//! Scene descriptions consumed by the frame controller.
//!
//! A scene is plain data: named meshes, named programs, the (mesh, program)
//! pairs drawn each frame, a clear color and projection parameters. Nothing
//! here touches a backend; [`FrameController::init`](crate::frame::FrameController::init)
//! turns it into GPU state.

use std::path::Path;

use crate::color::Color;
use crate::error::Result;
use crate::mesh::shapes;
use crate::projection::ProjectionConfig;
use crate::shader::ShaderSource;

const SPIN_VERT: &str = include_str!("shaders/spin.vert.wgsl");
const GRADIENT_FRAG: &str = include_str!("shaders/gradient.frag.wgsl");
const ORBIT_VERT: &str = include_str!("shaders/orbit.vert.wgsl");
const GLOW_FRAG: &str = include_str!("shaders/glow.frag.wgsl");

/// Background of both built-in scenes, in display values (the default
/// surface is non-sRGB, so this is what appears on screen).
pub const DEFAULT_CLEAR_COLOR: Color = Color::new(0.1, 0.3, 0.2, 1.0);

/// Flat mesh description; validated when the scene is initialized.
#[derive(Debug, Clone, PartialEq)]
pub struct MeshDesc {
    pub name: String,
    pub positions: Vec<[f32; 3]>,
    pub indices: Vec<u16>,
}

impl MeshDesc {
    pub fn new(
        name: impl Into<String>,
        positions: impl Into<Vec<[f32; 3]>>,
        indices: impl Into<Vec<u16>>,
    ) -> Self {
        Self {
            name: name.into(),
            positions: positions.into(),
            indices: indices.into(),
        }
    }
}

#[derive(Debug, Clone)]
pub struct ProgramDesc {
    pub name: String,
    pub vertex: ShaderSource,
    pub fragment: ShaderSource,
}

/// One draw per frame of `mesh` with `program`, both referenced by name.
#[derive(Debug, Clone, PartialEq, Eq)]
pub struct DrawDesc {
    pub mesh: String,
    pub program: String,
}

impl DrawDesc {
    pub fn new(mesh: impl Into<String>, program: impl Into<String>) -> Self {
        Self {
            mesh: mesh.into(),
            program: program.into(),
        }
    }
}

#[derive(Debug, Clone)]
pub struct SceneDesc {
    pub name: String,
    pub meshes: Vec<MeshDesc>,
    pub programs: Vec<ProgramDesc>,
    /// Issued in this order every frame.
    pub draws: Vec<DrawDesc>,
    pub clear_color: Color,
    pub projection: ProjectionConfig,
}

impl SceneDesc {
    /// The rotating house with a pointer-following gradient.
    ///
    /// Shader files in `shader_dir` override the embedded ones by name.
    pub fn house(shader_dir: Option<&Path>) -> Result<Self> {
        Ok(Self {
            name: "house".into(),
            meshes: vec![MeshDesc::new(
                "house",
                shapes::HOUSE_POSITIONS,
                shapes::HOUSE_INDICES,
            )],
            programs: vec![ProgramDesc {
                name: "gradient".into(),
                vertex: ShaderSource::load_or_default(shader_dir, "spin.vert.wgsl", SPIN_VERT)?,
                fragment: ShaderSource::load_or_default(
                    shader_dir,
                    "gradient.frag.wgsl",
                    GRADIENT_FRAG,
                )?,
            }],
            draws: vec![DrawDesc::new("house", "gradient")],
            clear_color: DEFAULT_CLEAR_COLOR,
            projection: ProjectionConfig::default(),
        })
    }

    /// The house plus a small pyramid orbiting it under a second program.
    pub fn house_and_pyramid(shader_dir: Option<&Path>) -> Result<Self> {
        let mut scene = Self::house(shader_dir)?;

        scene.name = "house_and_pyramid".into();
        scene.meshes.push(MeshDesc::new(
            "pyramid",
            shapes::TETRAHEDRON_POSITIONS,
            shapes::TETRAHEDRON_INDICES,
        ));
        scene.programs.push(ProgramDesc {
            name: "glow".into(),
            vertex: ShaderSource::load_or_default(shader_dir, "orbit.vert.wgsl", ORBIT_VERT)?,
            fragment: ShaderSource::load_or_default(shader_dir, "glow.frag.wgsl", GLOW_FRAG)?,
        });
        scene.draws.push(DrawDesc::new("pyramid", "glow"));
        scene.projection = ProjectionConfig::with_far(2_000.0);

        Ok(scene)
    }
}
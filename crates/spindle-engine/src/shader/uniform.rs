use crate::error::{RenderError, Result};

use super::{ParamKind, ParamValue};

/// One member of a program's uniform block.
#[derive(Debug, Clone, PartialEq, Eq)]
pub struct UniformField {
    pub name: String,
    pub kind: ParamKind,
    /// Byte offset inside the block, as computed by the WGSL layout rules.
    pub offset: u32,
}

/// Reflected layout of a program's uniform block.
///
/// An empty layout (no fields, size 0) means the program declares no uniforms.
#[derive(Debug, Clone, Default, PartialEq, Eq)]
pub struct UniformLayout {
    pub fields: Vec<UniformField>,
    /// Total block size in bytes, including trailing padding.
    pub size: u32,
}

impl UniformLayout {
    pub fn is_empty(&self) -> bool {
        self.fields.is_empty()
    }

    /// Returns the slot and field declared under `name`.
    pub fn find(&self, name: &str) -> Option<(usize, &UniformField)> {
        self.fields.iter().enumerate().find(|(_, f)| f.name == name)
    }
}

/// CPU-side copy of a program's uniform block.
///
/// Backends keep one per program; writes land here and are uploaded when the
/// program is next drawn.
#[derive(Debug, Clone)]
pub struct UniformBlock {
    layout: UniformLayout,
    bytes: Vec<u8>,
}

impl UniformBlock {
    pub fn new(layout: UniformLayout) -> Self {
        let bytes = vec![0; layout.size as usize];
        Self { layout, bytes }
    }

    #[inline]
    pub fn layout(&self) -> &UniformLayout {
        &self.layout
    }

    #[inline]
    pub fn bytes(&self) -> &[u8] {
        &self.bytes
    }

    /// Writes `value` into the field at `slot`.
    pub fn write(&mut self, slot: usize, value: &ParamValue) -> Result<()> {
        let Some(field) = self.layout.fields.get(slot) else {
            return Err(RenderError::InvalidHandle(format!(
                "slot {slot} does not exist (program has {} parameters)",
                self.layout.fields.len()
            )));
        };

        if field.kind != value.kind() {
            return Err(RenderError::ParamTypeMismatch {
                name: field.name.clone(),
                expected: field.kind,
                found: value.kind(),
            });
        }

        let start = field.offset as usize;
        let src = value.as_bytes();
        let Some(dst) = self.bytes.get_mut(start..start + src.len()) else {
            return Err(RenderError::InvalidHandle(format!(
                "field `{}` at offset {start} exceeds the {}-byte block",
                field.name,
                self.bytes.len()
            )));
        };
        dst.copy_from_slice(src);
        Ok(())
    }

    /// Reads back the current value of the field called `name`.
    pub fn read(&self, name: &str) -> Option<ParamValue> {
        let (_, field) = self.layout.find(name)?;
        let start = field.offset as usize;
        let bytes = self.bytes.get(start..start + field.kind.size())?;
        let floats: Vec<f32> = bytes
            .chunks_exact(4)
            .map(|c| f32::from_le_bytes([c[0], c[1], c[2], c[3]]))
            .collect();

        Some(match field.kind {
            ParamKind::Float => ParamValue::Float(floats[0]),
            ParamKind::Vec2 => ParamValue::Vec2(glam::Vec2::from_slice(&floats)),
            ParamKind::Vec3 => ParamValue::Vec3(glam::Vec3::from_slice(&floats)),
            ParamKind::Vec4 => ParamValue::Vec4(glam::Vec4::from_slice(&floats)),
            ParamKind::Mat4 => ParamValue::Mat4(glam::Mat4::from_cols_slice(&floats)),
        })
    }

    /// Writes `value` into the field called `name` if it exists with the same type.
    ///
    /// Returns whether anything was written. Used for context-provided values
    /// (e.g. the projection matrix) that programs may or may not declare.
    pub fn write_if_declared(&mut self, name: &str, value: &ParamValue) -> bool {
        match self.layout.find(name) {
            Some((slot, field)) if field.kind == value.kind() => self.write(slot, value).is_ok(),
            _ => false,
        }
    }
}
//! Viewport-dependent projection.

use glam::Mat4;

use crate::backend::{GraphicsBackend, ViewportRect};
use crate::error::{RenderError, Result};

/// Perspective parameters. `far` is tuned per scene.
#[derive(Debug, Copy, Clone, PartialEq)]
pub struct ProjectionConfig {
    /// Vertical field of view in radians.
    pub fov_y: f32,
    pub near: f32,
    pub far: f32,
}

impl Default for ProjectionConfig {
    fn default() -> Self {
        Self {
            fov_y: std::f32::consts::FRAC_PI_4,
            near: 1.0,
            far: 20_000.0,
        }
    }
}

impl ProjectionConfig {
    pub fn with_far(far: f32) -> Self {
        Self {
            far,
            ..Self::default()
        }
    }

    /// Right-handed perspective with a 0..1 depth range.
    pub fn matrix(&self, aspect: f32) -> Mat4 {
        Mat4::perspective_rh(self.fov_y, aspect, self.near, self.far)
    }
}

/// Current viewport size and the projection derived from it.
#[derive(Debug, Copy, Clone, PartialEq)]
pub struct ViewportState {
    pub width: u32,
    pub height: u32,
    pub projection: Mat4,
}

impl ViewportState {
    pub fn aspect(&self) -> f32 {
        self.width as f32 / self.height as f32
    }
}

/// Recomputes the projection whenever the viewport changes.
#[derive(Debug, Clone, Default)]
pub struct ProjectionManager {
    config: ProjectionConfig,
}

impl ProjectionManager {
    pub fn new(config: ProjectionConfig) -> Self {
        Self { config }
    }

    pub fn config(&self) -> &ProjectionConfig {
        &self.config
    }

    /// Sets the backend viewport to the full `width` x `height` area and
    /// pushes the matching projection.
    pub fn on_resize<B>(&self, backend: &mut B, width: u32, height: u32) -> Result<ViewportState>
    where
        B: GraphicsBackend + ?Sized,
    {
        if width == 0 || height == 0 {
            return Err(RenderError::InvalidViewport { width, height });
        }

        let aspect = width as f32 / height as f32;
        let projection = self.config.matrix(aspect);

        backend.set_viewport(ViewportRect {
            x: 0,
            y: 0,
            width,
            height,
        });
        backend.set_projection(projection);

        log::debug!("viewport {width}x{height}, aspect {aspect:.3}");

        Ok(ViewportState {
            width,
            height,
            projection,
        })
    }
}
//! Spindle engine crate.
//!
//! Renders a small scene of rotating meshes driven by pointer and keyboard
//! input. The frame loop ([`frame::FrameController`]) talks to the GPU only
//! through [`backend::GraphicsBackend`], so it runs unchanged on the wgpu
//! backend and on the headless backend used by tests.

pub mod animation;
pub mod backend;
pub mod color;
pub mod device;
pub mod error;
pub mod frame;
pub mod input;
pub mod logging;
pub mod mesh;
pub mod projection;
pub mod scene;
pub mod shader;
pub mod window;

pub use animation::AnimationState;
pub use backend::{ClearFlags, GraphicsBackend, HeadlessBackend, WgpuBackend};
pub use color::Color;
pub use error::{RenderError, Result};
pub use frame::{FrameController, FrameState};
pub use scene::SceneDesc;
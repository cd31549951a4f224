//! winit → [`InputEvent`] translation.

use winit::event::{ElementState, MouseButton as WinitMouseButton, WindowEvent};
use winit::keyboard::{KeyCode, PhysicalKey};

use crate::input::{InputEvent, Key, KeyState, MouseButton, MouseButtonState};

/// Translates a winit `WindowEvent` into an engine `InputEvent`.
///
/// Returns `None` for events not represented by the input subsystem.
pub fn translate_window_event(event: &WindowEvent) -> Option<InputEvent> {
    match event {
        WindowEvent::Focused(f) => Some(InputEvent::Focused(*f)),

        WindowEvent::CursorLeft { .. } => Some(InputEvent::PointerLeft),

        // Physical pixels, same space as the surface size.
        WindowEvent::CursorMoved { position, .. } => Some(InputEvent::PointerMoved {
            x: position.x as f32,
            y: position.y as f32,
        }),

        WindowEvent::MouseInput { state, button, .. } => Some(InputEvent::PointerButton {
            button: map_mouse_button(*button),
            state: match state {
                ElementState::Pressed => MouseButtonState::Pressed,
                ElementState::Released => MouseButtonState::Released,
            },
        }),

        WindowEvent::KeyboardInput { event, .. } => Some(InputEvent::Key {
            key: map_key(event.physical_key),
            state: match event.state {
                ElementState::Pressed => KeyState::Pressed,
                ElementState::Released => KeyState::Released,
            },
            repeat: event.repeat,
        }),

        _ => None,
    }
}

fn map_mouse_button(b: WinitMouseButton) -> MouseButton {
    match b {
        WinitMouseButton::Left => MouseButton::Left,
        WinitMouseButton::Right => MouseButton::Right,
        WinitMouseButton::Middle => MouseButton::Middle,
        WinitMouseButton::Back => MouseButton::Other(3),
        WinitMouseButton::Forward => MouseButton::Other(4),
        WinitMouseButton::Other(v) => MouseButton::Other(v),
    }
}

fn map_key(pk: PhysicalKey) -> Key {
    match pk {
        PhysicalKey::Code(code) => match code {
            KeyCode::Escape => Key::Escape,

            KeyCode::ArrowUp => Key::ArrowUp,
            KeyCode::ArrowDown => Key::ArrowDown,
            KeyCode::ArrowLeft => Key::ArrowLeft,
            KeyCode::ArrowRight => Key::ArrowRight,

            KeyCode::KeyW => Key::W,
            KeyCode::KeyA => Key::A,
            KeyCode::KeyS => Key::S,
            KeyCode::KeyD => Key::D,

            other => Key::Unknown(other as u32),
        },

        // winit 0.30 uses NativeKeyCode; no stable numeric is guaranteed here.
        PhysicalKey::Unidentified(_) => Key::Unknown(0),
    }
}

#[cfg(test)]
mod tests {
    use super::*;

    #[test]
    fn wasd_maps_to_letters() {
        assert_eq!(map_key(PhysicalKey::Code(KeyCode::KeyA)), Key::A);
        assert_eq!(map_key(PhysicalKey::Code(KeyCode::ArrowUp)), Key::ArrowUp);
        assert!(matches!(map_key(PhysicalKey::Code(KeyCode::KeyQ)), Key::Unknown(_)));
        assert!(matches!(map_key(PhysicalKey::Code(KeyCode::ShiftLeft)), Key::Unknown(_)));
    }

    #[test]
    fn extra_buttons_are_other() {
        assert_eq!(map_mouse_button(WinitMouseButton::Back), MouseButton::Other(3));
    }
}
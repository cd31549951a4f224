use anyhow::{Context, Result};
use wgpu::SurfaceError;
use winit::dpi::PhysicalSize;
use winit::window::Window;

use super::surface::{self, SurfaceErrorAction};
use super::{GpuFrame, GpuInit};

/// Owns wgpu core objects, the surface configuration and the depth target.
pub struct Gpu<'w> {
    /// Surface bound to the window; the window must outlive `'w`.
    surface: wgpu::Surface<'w>,

    device: wgpu::Device,
    queue: wgpu::Queue,

    config: wgpu::SurfaceConfiguration,
    depth_format: wgpu::TextureFormat,
    depth_view: wgpu::TextureView,

    /// Current drawable size in physical pixels.
    size: PhysicalSize<u32>,
}

impl<'w> Gpu<'w> {
    /// Creates a GPU context bound to a window.
    ///
    /// Adapter/device acquisition is asynchronous under wgpu; callers block on
    /// it once at startup.
    pub async fn new(window: &'w Window, init: GpuInit) -> Result<Self> {
        let size = window.inner_size();
        anyhow::ensure!(size.width > 0 && size.height > 0, "window has zero size");

        let GpuInit {
            prefer_srgb,
            present_mode,
            alpha_mode,
            depth_format,
            power_preference,
            required_features,
            required_limits,
            desired_maximum_frame_latency,
        } = init;

        let instance = wgpu::Instance::new(&wgpu::InstanceDescriptor {
            backends: wgpu::Backends::all(),
            ..Default::default()
        });

        let surface = instance
            .create_surface(window)
            .context("failed to create wgpu surface")?;

        let adapter = instance
            .request_adapter(&wgpu::RequestAdapterOptions {
                power_preference,
                compatible_surface: Some(&surface),
                force_fallback_adapter: false,
            })
            .await
            .context("failed to find a suitable GPU adapter")?;

        log::info!("using adapter {:?}", adapter.get_info().name);

        let (device, queue) = adapter
            .request_device(&wgpu::DeviceDescriptor {
                label: Some("spindle device"),
                required_features,
                required_limits,
                experimental_features: wgpu::ExperimentalFeatures::disabled(),
                memory_hints: wgpu::MemoryHints::Performance,
                trace: wgpu::Trace::Off,
            })
            .await
            .context("failed to create wgpu device/queue")?;

        let caps = surface.get_capabilities(&adapter);
        let format = surface::choose_surface_format(&caps.formats, prefer_srgb)
            .context("no supported surface formats")?;

        let config = wgpu::SurfaceConfiguration {
            usage: wgpu::TextureUsages::RENDER_ATTACHMENT,
            format,
            width: size.width,
            height: size.height,
            present_mode,
            alpha_mode: surface::choose_alpha_mode(&caps, alpha_mode),
            view_formats: vec![],
            desired_maximum_frame_latency,
        };
        surface.configure(&device, &config);

        let depth_view = surface::create_depth_view(&device, depth_format, size);

        Ok(Self {
            surface,
            device,
            queue,
            config,
            depth_format,
            depth_view,
            size,
        })
    }

    pub fn surface_format(&self) -> wgpu::TextureFormat {
        self.config.format
    }

    pub fn depth_format(&self) -> wgpu::TextureFormat {
        self.depth_format
    }

    pub fn depth_view(&self) -> &wgpu::TextureView {
        &self.depth_view
    }

    /// Current drawable size (physical pixels).
    pub fn size(&self) -> PhysicalSize<u32> {
        self.size
    }

    pub fn device(&self) -> &wgpu::Device {
        &self.device
    }

    /// Reconfigures the surface and depth target after a window resize.
    ///
    /// A 0x0 size (minimized window) only records the size; configuration is
    /// deferred until the window has an area again.
    pub fn resize(&mut self, new_size: PhysicalSize<u32>) {
        self.size = new_size;
        if new_size.width == 0 || new_size.height == 0 {
            return;
        }

        self.config.width = new_size.width;
        self.config.height = new_size.height;
        self.surface.configure(&self.device, &self.config);
        self.depth_view = surface::create_depth_view(&self.device, self.depth_format, new_size);
    }

    /// Acquires the next surface texture and creates an encoder.
    pub fn begin_frame(&self) -> std::result::Result<GpuFrame, SurfaceError> {
        let surface_texture = self.surface.get_current_texture()?;
        let view = surface_texture
            .texture
            .create_view(&wgpu::TextureViewDescriptor::default());

        let encoder = self
            .device
            .create_command_encoder(&wgpu::CommandEncoderDescriptor {
                label: Some("spindle frame encoder"),
            });

        Ok(GpuFrame {
            surface_texture,
            view,
            encoder,
        })
    }

    /// Submits the recorded commands and presents the frame.
    pub fn submit(&self, frame: GpuFrame) {
        let GpuFrame {
            surface_texture,
            view,
            encoder,
        } = frame;

        self.queue.submit(std::iter::once(encoder.finish()));
        drop(view);
        surface_texture.present();
    }

    pub fn handle_surface_error(&mut self, err: &SurfaceError) -> SurfaceErrorAction {
        surface::map_surface_error(&self.surface, &self.device, &self.config, self.size, err)
    }
}
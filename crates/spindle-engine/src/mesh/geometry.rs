use std::sync::atomic::{AtomicU64, Ordering};

use crate::error::{RenderError, Result};

use super::Vertex;

/// Process-unique mesh identity.
///
/// Backends key their uploaded buffers by this id, so it must never be reused
/// while a backend is alive.
#[derive(Debug, Copy, Clone, Eq, PartialEq, Hash, Ord, PartialOrd)]
pub struct MeshId(u64);

impl MeshId {
    fn next() -> Self {
        static NEXT: AtomicU64 = AtomicU64::new(1);
        Self(NEXT.fetch_add(1, Ordering::Relaxed))
    }

    #[inline]
    pub fn raw(self) -> u64 {
        self.0
    }
}

/// Indexed triangle mesh.
///
/// Invariants (checked by [`Mesh::build`]):
/// - `indices.len() % 3 == 0`
/// - every index is `< vertices.len()`
#[derive(Debug, Clone)]
pub struct Mesh {
    id: MeshId,
    vertices: Vec<Vertex>,
    indices: Vec<u16>,
}

impl Mesh {
    /// Validates a mesh description and takes ownership of it.
    pub fn build(vertices: impl Into<Vec<Vertex>>, indices: impl Into<Vec<u16>>) -> Result<Self> {
        let vertices = vertices.into();
        let indices = indices.into();

        if indices.len() % 3 != 0 {
            return Err(RenderError::InvalidGeometry(format!(
                "index count {} is not a multiple of 3",
                indices.len()
            )));
        }

        if let Some((pos, &index)) = indices
            .iter()
            .enumerate()
            .find(|(_, i)| usize::from(**i) >= vertices.len())
        {
            return Err(RenderError::InvalidGeometry(format!(
                "index {index} at position {pos} is out of bounds for {} vertices",
                vertices.len()
            )));
        }

        Ok(Self {
            id: MeshId::next(),
            vertices,
            indices,
        })
    }

    /// Builds from raw `[x, y, z]` positions.
    pub fn from_positions(positions: &[[f32; 3]], indices: &[u16]) -> Result<Self> {
        let vertices: Vec<Vertex> = positions.iter().copied().map(Vertex::from).collect();
        Self::build(vertices, indices)
    }

    #[inline]
    pub fn id(&self) -> MeshId {
        self.id
    }

    #[inline]
    pub fn vertices(&self) -> &[Vertex] {
        &self.vertices
    }

    #[inline]
    pub fn indices(&self) -> &[u16] {
        &self.indices
    }

    #[inline]
    pub fn vertex_count(&self) -> usize {
        self.vertices.len()
    }

    #[inline]
    pub fn triangle_count(&self) -> usize {
        self.indices.len() / 3
    }

    /// Iterates triangles as index triples in declaration order.
    pub fn triangles(&self) -> impl Iterator<Item = [u16; 3]> + '_ {
        self.indices.chunks_exact(3).map(|t| [t[0], t[1], t[2]])
    }
}
//! Mesh store.
//!
//! Meshes are immutable once built. GPU upload is the backend's business and
//! may be deferred until a mesh is first drawn; `Mesh::id` is the cache key.

mod geometry;
mod store;
mod vertex;

pub mod shapes;

pub use geometry::{Mesh, MeshId};
pub use store::MeshStore;
pub use vertex::Vertex;
use std::fmt;

/// Keyboard key identifier.
///
/// Only keys the viewer reacts to get their own variant; everything else maps
/// to `Key::Unknown(u32)` with a stable platform code.
#[derive(Debug, Copy, Clone, Eq, PartialEq, Hash)]
pub enum Key {
    Escape,

    ArrowUp,
    ArrowDown,
    ArrowLeft,
    ArrowRight,

    W,
    A,
    S,
    D,

    /// Platform-dependent key not represented here.
    Unknown(u32),
}

impl fmt::Display for Key {
    fn fmt(&self, f: &mut fmt::Formatter<'_>) -> fmt::Result {
        write!(f, "{:?}", self)
    }
}

#[derive(Debug, Copy, Clone, Eq, PartialEq)]
pub enum KeyState {
    Pressed,
    Released,
}

/// Mouse button identifier.
#[derive(Debug, Copy, Clone, Eq, PartialEq, Hash)]
pub enum MouseButton {
    Left,
    Right,
    Middle,
    Other(u16),
}

#[derive(Debug, Copy, Clone, Eq, PartialEq)]
pub enum MouseButtonState {
    Pressed,
    Released,
}

/// Platform-agnostic input events emitted by the runtime.
///
/// Pointer coordinates are physical pixels with the origin at the top-left
/// corner of the window, matching the viewport the projection is built for.
#[derive(Debug, Copy, Clone, PartialEq)]
pub enum InputEvent {
    Key {
        key: Key,
        state: KeyState,
        /// True when the event is a key-repeat.
        repeat: bool,
    },

    PointerMoved { x: f32, y: f32 },

    PointerButton {
        button: MouseButton,
        state: MouseButtonState,
    },

    /// Pointer left the window surface.
    PointerLeft,

    /// Window focus change.
    Focused(bool),
}
use std::collections::HashMap;

use crate::error::{RenderError, Result};

use super::{Mesh, MeshId};

/// Named, insertion-ordered collection of built meshes.
///
/// The store owns its meshes for the application's lifetime; there is no
/// removal.
#[derive(Debug, Default)]
pub struct MeshStore {
    meshes: Vec<(String, Mesh)>,
    by_name: HashMap<String, usize>,
}

impl MeshStore {
    pub fn new() -> Self {
        Self::default()
    }

    /// Adds a mesh under a unique name.
    pub fn insert(&mut self, name: impl Into<String>, mesh: Mesh) -> Result<MeshId> {
        let name = name.into();
        if self.by_name.contains_key(&name) {
            return Err(RenderError::InvalidScene(format!("duplicate mesh name `{name}`")));
        }

        let id = mesh.id();
        self.by_name.insert(name.clone(), self.meshes.len());
        self.meshes.push((name, mesh));
        Ok(id)
    }

    pub fn get(&self, id: MeshId) -> Option<&Mesh> {
        self.meshes.iter().map(|(_, m)| m).find(|m| m.id() == id)
    }

    pub fn by_name(&self, name: &str) -> Option<&Mesh> {
        self.by_name.get(name).map(|&i| &self.meshes[i].1)
    }

    pub fn iter(&self) -> impl Iterator<Item = (&str, &Mesh)> {
        self.meshes.iter().map(|(n, m)| (n.as_str(), m))
    }

    #[inline]
    pub fn len(&self) -> usize {
        self.meshes.len()
    }

    #[inline]
    pub fn is_empty(&self) -> bool {
        self.meshes.is_empty()
    }
}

======

Task brief:
A single figure is all that is needed: the number of lines above that contain the string "filename".

Result below:
2